Le départ des dernières soeurs Ursulines à l'automne 2018 tourne une nouvelle page de l'histoire de Québec.

Les Ursulines, sans mélancolie

Le départ des Ursulines du Vieux-Québec, dont on souligne la longévité historique, nous invite à réfléchir sur cette réalité incontournable de finitude qui nous habite tous.
D'autres communautés marquées par l'âge sont en mode de gestion de la décroissance. Ces femmes et ces hommes de prière abordent cette transition avec sagesse. Leur propos reflète une préparation de longue haleine, on le constate. C'est une ouverture sereine sur un avenir dont le sens est accessible par cet apprentissage à vivre en recherchant l'essentiel, semble-t-il...
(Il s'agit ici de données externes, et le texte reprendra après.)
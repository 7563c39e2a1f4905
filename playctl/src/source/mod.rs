//! Sample streams, media periods and media sources
//!
//! The collaborator traits ([`SampleStream`], [`MediaPeriod`], [`MediaSource`])
//! are implemented by format-specific code outside this crate.
//! [`DeferredPeriod`] masks a period whose source is not ready yet.

pub mod allocator;
pub mod deferred;
pub mod media_source;
pub mod period;
pub mod sample_stream;
pub mod track;

pub use allocator::{Allocation, Allocator, DefaultAllocator, SharedAllocator};
pub use deferred::{DeferredPeriod, PrepareListener};
pub use media_source::{MediaSource, SharedMediaSource, SourceCaller, SourceInfo};
pub use period::{MediaPeriod, MediaPeriodId, PeriodCallback, SeekParameters, SharedPeriodCallback};
pub use sample_stream::{EmptySampleStream, ReadResult, SampleStream, SharedSampleStream};
pub use track::{TrackGroup, TrackGroupArray};
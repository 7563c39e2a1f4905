//! Renderer lifecycle
//!
//! A renderer is one per-track decoding stage. [`BaseRenderer`] owns the
//! lifecycle state machine and timestamp bookkeeping shared by every
//! renderer; the track-specific behavior plugs in through [`RendererHooks`].
//!
//! ```text
//! Disabled --enable--> Enabled --start--> Started
//!    ^                  |   ^                |
//!    +-----disable------+   +------stop------+
//! ```

pub mod base;
pub mod capabilities;

pub use base::{BaseRenderer, RendererHooks, StreamAttachment};
pub use capabilities::{
    AdaptiveSupport, FormatSupport, RendererCapabilities, RendererConfiguration, TunnelingSupport,
};

use serde::{Deserialize, Serialize};
use std::fmt;

/// Lifecycle state of a renderer
#[derive(Debug, Clone, Copy, PartialEq, Eq, Serialize, Deserialize)]
#[serde(rename_all = "lowercase")]
pub enum RendererState {
    /// No stream attached; initial state
    Disabled,
    /// Stream attached, not rendering
    Enabled,
    /// Stream attached and rendering
    Started,
}

impl fmt::Display for RendererState {
    fn fmt(&self, f: &mut fmt::Formatter<'_>) -> fmt::Result {
        match self {
            RendererState::Disabled => write!(f, "disabled"),
            RendererState::Enabled => write!(f, "enabled"),
            RendererState::Started => write!(f, "started"),
        }
    }
}
//! Media format descriptors and sample buffers
//!
//! These are the values that flow through [`SampleStream`](crate::source::SampleStream)
//! reads: a [`FormatHolder`] receives format changes, a [`DecoderInputBuffer`]
//! receives samples.

use serde::{Deserialize, Serialize};
use std::fmt;

/// Kind of track a renderer handles
#[derive(Debug, Clone, Copy, PartialEq, Eq, Hash, Serialize, Deserialize)]
#[serde(rename_all = "snake_case")]
pub enum TrackType {
    Unknown,
    Default,
    Audio,
    Video,
    Text,
    Metadata,
    CameraMotion,
    None,
}

impl fmt::Display for TrackType {
    fn fmt(&self, f: &mut fmt::Formatter<'_>) -> fmt::Result {
        let name = match self {
            TrackType::Unknown => "unknown",
            TrackType::Default => "default",
            TrackType::Audio => "audio",
            TrackType::Video => "video",
            TrackType::Text => "text",
            TrackType::Metadata => "metadata",
            TrackType::CameraMotion => "camera_motion",
            TrackType::None => "none",
        };
        write!(f, "{}", name)
    }
}

/// Description of one media format
#[derive(Debug, Clone, PartialEq, Eq, Serialize, Deserialize)]
pub struct Format {
    pub id: Option<String>,
    pub sample_mime_type: Option<String>,
    pub codecs: Option<String>,
    pub bitrate: Option<u32>,
    pub channel_count: Option<u32>,
    pub sample_rate: Option<u32>,
    pub language: Option<String>,

    /// Offset added to subsample timestamps (e.g. subtitle cues), or
    /// [`Format::OFFSET_SAMPLE_RELATIVE`] if they are relative to their sample.
    pub subsample_offset_us: i64,
}

impl Format {
    /// Subsample timestamps are relative to the timestamp of their sample.
    pub const OFFSET_SAMPLE_RELATIVE: i64 = i64::MAX;

    /// Format with only a sample MIME type set
    pub fn with_mime_type(mime_type: impl Into<String>) -> Self {
        Self {
            sample_mime_type: Some(mime_type.into()),
            ..Self::default()
        }
    }

    /// Copy of this format with the subsample offset replaced
    pub fn with_subsample_offset_us(&self, subsample_offset_us: i64) -> Self {
        Self {
            subsample_offset_us,
            ..self.clone()
        }
    }

    /// Whether subsample timestamps are relative to their sample
    pub fn is_sample_relative(&self) -> bool {
        self.subsample_offset_us == Self::OFFSET_SAMPLE_RELATIVE
    }
}

impl Default for Format {
    fn default() -> Self {
        Self {
            id: None,
            sample_mime_type: None,
            codecs: None,
            bitrate: None,
            channel_count: None,
            sample_rate: None,
            language: None,
            subsample_offset_us: Self::OFFSET_SAMPLE_RELATIVE,
        }
    }
}

impl fmt::Display for Format {
    fn fmt(&self, f: &mut fmt::Formatter<'_>) -> fmt::Result {
        fn opt<T: fmt::Display>(value: &Option<T>) -> String {
            value
                .as_ref()
                .map(ToString::to_string)
                .unwrap_or_else(|| "?".to_string())
        }
        write!(
            f,
            "Format({}, {}, {}, {}, [{}, {}], {})",
            opt(&self.id),
            opt(&self.sample_mime_type),
            opt(&self.codecs),
            opt(&self.bitrate),
            opt(&self.channel_count),
            opt(&self.sample_rate),
            opt(&self.language),
        )
    }
}

/// Receives a format when a stream read yields one
#[derive(Debug, Clone, Default, PartialEq)]
pub struct FormatHolder {
    pub format: Option<Format>,
}

impl FormatHolder {
    pub fn new() -> Self {
        Self::default()
    }

    pub fn clear(&mut self) {
        self.format = None;
    }
}

/// Sample is a key frame
pub const BUFFER_FLAG_KEY_FRAME: u32 = 1;
/// Buffer marks the end of the stream; it carries no sample data
pub const BUFFER_FLAG_END_OF_STREAM: u32 = 1 << 2;
/// Sample should be decoded but not rendered
pub const BUFFER_FLAG_DECODE_ONLY: u32 = 1 << 31;

/// Input buffer for one encoded sample
#[derive(Debug, Clone, Default, PartialEq)]
pub struct DecoderInputBuffer {
    /// Presentation timestamp in microseconds
    pub time_us: i64,
    /// Combination of `BUFFER_FLAG_*` values
    pub flags: u32,
    /// Encoded sample data
    pub data: Vec<u8>,
}

impl DecoderInputBuffer {
    pub fn new() -> Self {
        Self::default()
    }

    pub fn clear(&mut self) {
        self.time_us = 0;
        self.flags = 0;
        self.data.clear();
    }

    pub fn add_flag(&mut self, flag: u32) {
        self.flags |= flag;
    }

    pub fn has_flag(&self, flag: u32) -> bool {
        self.flags & flag == flag
    }

    pub fn is_end_of_stream(&self) -> bool {
        self.has_flag(BUFFER_FLAG_END_OF_STREAM)
    }

    pub fn is_key_frame(&self) -> bool {
        self.has_flag(BUFFER_FLAG_KEY_FRAME)
    }

    pub fn is_decode_only(&self) -> bool {
        self.has_flag(BUFFER_FLAG_DECODE_ONLY)
    }
}
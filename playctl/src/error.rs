//! Error types for playctl
//!
//! Three families:
//! - [`Error`]: what control operations return. Precondition violations
//!   (illegal transitions, missing stream, period misuse) are programming
//!   errors and are never recovered.
//! - [`LoadError`]: upstream I/O failures while loading media. These are fed
//!   to the load error handling policy and surface through `maybe_throw_*`
//!   polls, never through sample reads.
//! - [`RendererError`]: a failure inside a renderer, wrapped with the renderer
//!   index, the offending format and that format's support level.

use crate::format::Format;
use crate::renderer::{FormatSupport, RendererState};
use crate::source::MediaPeriodId;
use std::fmt;
use std::sync::Arc;
use thiserror::Error;

/// Main error type for playctl
#[derive(Error, Debug)]
pub enum Error {
    /// Operation not allowed in the renderer's current state
    #[error("Invalid state: cannot {operation} while {state}")]
    InvalidState {
        operation: &'static str,
        state: RendererState,
    },

    /// The current stream was marked final and cannot be replaced
    #[error("Invalid state: current stream is final and cannot be replaced")]
    StreamFinal,

    /// Operation needs an attached sample stream
    #[error("Invalid state: no sample stream attached")]
    NoStream,

    /// `create_period` called a second time
    #[error("Period {0} was already created")]
    PeriodAlreadyCreated(MediaPeriodId),

    /// Operation needs a live period that does not exist (yet, or any more)
    #[error("Period {0} has no live period")]
    PeriodUnavailable(MediaPeriodId),

    /// Upstream load failure
    #[error("Load error: {0}")]
    Load(#[from] LoadError),

    /// Renderer failure with context
    #[error(transparent)]
    Renderer(#[from] RendererError),

    /// Shared configuration / I/O failure
    #[error(transparent)]
    Common(#[from] playctl_common::Error),
}

/// Convenience Result type using playctl Error
pub type Result<T> = std::result::Result<T, Error>;

/// Upstream I/O failure while loading media
#[derive(Error, Debug, Clone)]
pub enum LoadError {
    /// HTTP response with a non-2xx status code
    #[error("Response code: {code} ({message}) for {uri}")]
    InvalidResponseCode {
        code: u16,
        message: String,
        uri: String,
    },

    /// HTTP failure without a response (connection, TLS, ...)
    #[error("HTTP error: {0}")]
    Http(String),

    /// Malformed or unsupported media data
    #[error("Parser error: {0}")]
    Parser(String),

    /// Other I/O failure
    #[error("I/O error: {0}")]
    Io(Arc<std::io::Error>),
}

impl LoadError {
    /// HTTP status code, if this error carries one
    pub fn response_code(&self) -> Option<u16> {
        match self {
            LoadError::InvalidResponseCode { code, .. } => Some(*code),
            _ => None,
        }
    }

    /// Whether this is a parser (malformed data) error
    pub fn is_parser_error(&self) -> bool {
        matches!(self, LoadError::Parser(_))
    }
}

impl From<std::io::Error> for LoadError {
    fn from(err: std::io::Error) -> Self {
        LoadError::Io(Arc::new(err))
    }
}

/// Boxed error used as the cause of a [`RendererError`]
pub type BoxError = Box<dyn std::error::Error + Send + Sync + 'static>;

/// Error raised by a renderer, with enough context for user-visible diagnostics
#[derive(Debug)]
pub struct RendererError {
    /// Underlying failure
    pub cause: BoxError,
    /// Name reported by the renderer
    pub renderer_name: String,
    /// Index of the renderer within the pipeline
    pub renderer_index: usize,
    /// Format in use when the failure happened
    pub format: Option<Format>,
    /// Support level the renderer reports for `format`
    pub format_support: FormatSupport,
}

impl fmt::Display for RendererError {
    fn fmt(&self, f: &mut fmt::Formatter<'_>) -> fmt::Result {
        write!(
            f,
            "{} error, index={}, format=",
            self.renderer_name, self.renderer_index
        )?;
        match &self.format {
            Some(format) => write!(f, "{}", format)?,
            None => write!(f, "none")?,
        }
        write!(f, ", format_supported={}: {}", self.format_support, self.cause)
    }
}

impl std::error::Error for RendererError {
    fn source(&self) -> Option<&(dyn std::error::Error + 'static)> {
        Some(self.cause.as_ref())
    }
}
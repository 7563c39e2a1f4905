//! Media period abstraction

use crate::error::LoadError;
use crate::source::sample_stream::SharedSampleStream;
use crate::source::track::TrackGroupArray;
use crate::track_selection::TrackSelection;
use serde::{Deserialize, Serialize};
use std::fmt;
use std::rc::Rc;
use uuid::Uuid;

/// Identity of a media period within a source's timeline
#[derive(Debug, Clone, PartialEq, Eq, Hash, Serialize, Deserialize)]
pub struct MediaPeriodId {
    /// Unique identifier of the period in the timeline
    pub period_uid: Uuid,
    /// Sequence number of the window the period belongs to, if known
    pub window_sequence_number: Option<u64>,
}

impl MediaPeriodId {
    pub fn new(period_uid: Uuid) -> Self {
        Self {
            period_uid,
            window_sequence_number: None,
        }
    }

    pub fn with_window_sequence_number(period_uid: Uuid, window_sequence_number: u64) -> Self {
        Self {
            period_uid,
            window_sequence_number: Some(window_sequence_number),
        }
    }

    /// Copy of this id pointing at a different period uid
    pub fn copy_with_period_uid(&self, period_uid: Uuid) -> Self {
        Self {
            period_uid,
            ..self.clone()
        }
    }
}

impl fmt::Display for MediaPeriodId {
    fn fmt(&self, f: &mut fmt::Formatter<'_>) -> fmt::Result {
        match self.window_sequence_number {
            Some(seq) => write!(f, "{}#{}", self.period_uid, seq),
            None => write!(f, "{}", self.period_uid),
        }
    }
}

/// Receives preparation progress from a media period
///
/// Callbacks carry the id of the period they concern rather than the period
/// itself, so a receiver never needs to borrow the period that is calling it.
pub trait PeriodCallback {
    /// The period finished preparing; its track groups are available
    fn on_prepared(&self, id: &MediaPeriodId);

    /// The period wants `continue_loading` to be called
    fn on_continue_loading_requested(&self, id: &MediaPeriodId);
}

pub type SharedPeriodCallback = Rc<dyn PeriodCallback>;

/// How far a seek may move from the requested position to land on a sync point
#[derive(Debug, Clone, Copy, PartialEq, Eq)]
pub struct SeekParameters {
    pub tolerance_before_us: i64,
    pub tolerance_after_us: i64,
}

impl SeekParameters {
    /// Seek exactly to the requested position
    pub const EXACT: SeekParameters = SeekParameters {
        tolerance_before_us: 0,
        tolerance_after_us: 0,
    };

    /// Seek to whichever sync point is closest
    pub const CLOSEST_SYNC: SeekParameters = SeekParameters {
        tolerance_before_us: i64::MAX,
        tolerance_after_us: i64::MAX,
    };

    /// Seek to the sync point at or before the requested position
    pub const PREVIOUS_SYNC: SeekParameters = SeekParameters {
        tolerance_before_us: i64::MAX,
        tolerance_after_us: 0,
    };

    /// Seek to the sync point at or after the requested position
    pub const NEXT_SYNC: SeekParameters = SeekParameters {
        tolerance_before_us: 0,
        tolerance_after_us: i64::MAX,
    };

    /// Pick the seek position given the sync points around `position_us`
    ///
    /// Returns `position_us` itself when neither sync point is within tolerance.
    pub fn resolve_seek_position_us(
        &self,
        position_us: i64,
        first_sync_us: i64,
        second_sync_us: i64,
    ) -> i64 {
        if *self == Self::EXACT {
            return position_us;
        }
        let min_us = position_us.saturating_sub(self.tolerance_before_us);
        let max_us = position_us.saturating_add(self.tolerance_after_us);
        let first_ok = min_us <= first_sync_us && first_sync_us <= max_us;
        let second_ok = min_us <= second_sync_us && second_sync_us <= max_us;
        match (first_ok, second_ok) {
            (true, true) => {
                if (first_sync_us - position_us).abs() <= (second_sync_us - position_us).abs() {
                    first_sync_us
                } else {
                    second_sync_us
                }
            }
            (true, false) => first_sync_us,
            (false, true) => second_sync_us,
            (false, false) => position_us,
        }
    }
}

impl Default for SeekParameters {
    fn default() -> Self {
        Self::EXACT
    }
}

/// A bounded, seekable segment of a playback timeline backed by one source
pub trait MediaPeriod {
    /// Start preparing; `callback.on_prepared` fires once track groups are known
    fn prepare(&mut self, callback: SharedPeriodCallback, position_us: i64);

    /// Return a pending preparation error without consuming it
    fn maybe_throw_prepare_error(&self) -> Result<(), LoadError>;

    /// Track groups; only meaningful once prepared
    fn track_groups(&self) -> TrackGroupArray;

    /// Apply a track selection
    ///
    /// `streams[i]` is kept when `may_retain_stream_flags[i]` allows it,
    /// replaced with a new stream (setting `stream_reset_flags[i]`) or cleared.
    /// Returns the actual position from which samples will be provided.
    fn select_tracks(
        &mut self,
        selections: &[Option<Box<dyn TrackSelection>>],
        may_retain_stream_flags: &[bool],
        streams: &mut [Option<SharedSampleStream>],
        stream_reset_flags: &mut [bool],
        position_us: i64,
    ) -> i64;

    /// Discard buffered media up to `position_us`
    fn discard_buffer(&mut self, position_us: i64, to_keyframe: bool);

    /// Position of a pending discontinuity, or `TIME_UNSET`
    fn read_discontinuity(&mut self) -> i64;

    /// Buffered position, or `TIME_END_OF_SOURCE` when fully buffered
    fn buffered_position_us(&self) -> i64;

    /// Seek and return the actual position
    fn seek_to_us(&mut self, position_us: i64) -> i64;

    /// Position a seek to `position_us` would actually land on
    fn adjusted_seek_position_us(&self, position_us: i64, seek_parameters: SeekParameters) -> i64;

    /// Position of the next load, or `TIME_END_OF_SOURCE`
    fn next_load_position_us(&self) -> i64;

    /// Let the period discard media it no longer wants to keep buffered
    fn reevaluate_buffer(&mut self, position_us: i64);

    /// Ask the period to continue loading; returns whether it made progress
    fn continue_loading(&mut self, position_us: i64) -> bool;

    /// Whether a load is in progress
    fn is_loading(&self) -> bool;
}
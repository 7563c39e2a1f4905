//! # Playback Control Library (playctl)
//!
//! Control plane of a streaming media playback pipeline.
//!
//! **Purpose:** Govern how per-track renderers are enabled, fed timed samples
//! and torn down; hand out media periods before their source has finished
//! preparing; and classify segment load failures into retry or exclusion
//! decisions.
//!
//! **Architecture:** Single-threaded control objects (`Rc`/`RefCell`, no locks).
//! Loading happens elsewhere and becomes visible through polls
//! (`maybe_throw_*`) and callbacks.
//!
//! - [`renderer`]: renderer lifecycle state machine and timestamp bookkeeping
//! - [`source`]: sample streams, media periods/sources, the deferred period
//! - [`load_error`]: retry/exclusion policy for failed loads
//! - [`track_selection`]: selection objects handed to periods
//! - [`metadata`]: one-shot track metadata retrieval

pub mod error;
pub mod format;
pub mod load_error;
pub mod metadata;
pub mod renderer;
pub mod source;
pub mod track_selection;

pub use error::{Error, LoadError, RendererError, Result};
pub use format::{DecoderInputBuffer, Format, FormatHolder, TrackType};
pub use load_error::{DefaultLoadErrorHandlingPolicy, LoadErrorAction, LoadErrorHandlingPolicy};
pub use renderer::{BaseRenderer, RendererHooks, RendererState};
pub use source::{DeferredPeriod, MediaPeriod, MediaPeriodId, MediaSource, SampleStream};
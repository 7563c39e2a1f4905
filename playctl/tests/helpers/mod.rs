//! Test helpers for playctl integration tests
//!
//! Provides scripted fakes for the collaborator traits:
//! - FakeSampleStream: plays back a queue of formats, samples and end of stream
//! - FakeMediaSource / FakeMediaPeriod: record every call in a shared log
//! - RecordingHooks: renderer hooks that record the order they fire in
//! - RecordingCallback / RecordingListener: record period callbacks

#![allow(dead_code)]

pub mod fake_source;
pub mod fake_stream;
pub mod recording;

// Each test binary uses a different subset
#[allow(unused_imports)]
pub use fake_source::{FakeMediaSource, PrepareMode};
#[allow(unused_imports)]
pub use fake_stream::{FakeSampleStream, StreamItem};
#[allow(unused_imports)]
pub use recording::{HookEvent, RecordingCallback, RecordingHooks, RecordingListener};

use playctl::error::LoadError;

/// HTTP status error for `uri`
pub fn http_error(code: u16, message: &str) -> LoadError {
    LoadError::InvalidResponseCode {
        code,
        message: message.to_string(),
        uri: "https://cdn.example.com/segment-7.m4s".to_string(),
    }
}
On peut se demander quelle est la recette? Les Ursulines, établies depuis longtemps ici, dont la présence semblait résister à l'usure des siècles, décident de tourner la page, d'écouter la voix du départ. Une décision réfléchie, éclairée. Nous en sommes les témoins un peu bouleversés, par cet exemple qui porte à réfléchir sur la mouvance des êtres et des choses et d'en saisir toute la portée. Une leçon d'être authentique avec sa limite. Jouer son rôle, mais être prêt à partir sans mélancolie ou morbidité. Le départ des Ursulines illustre cette dimension humaine.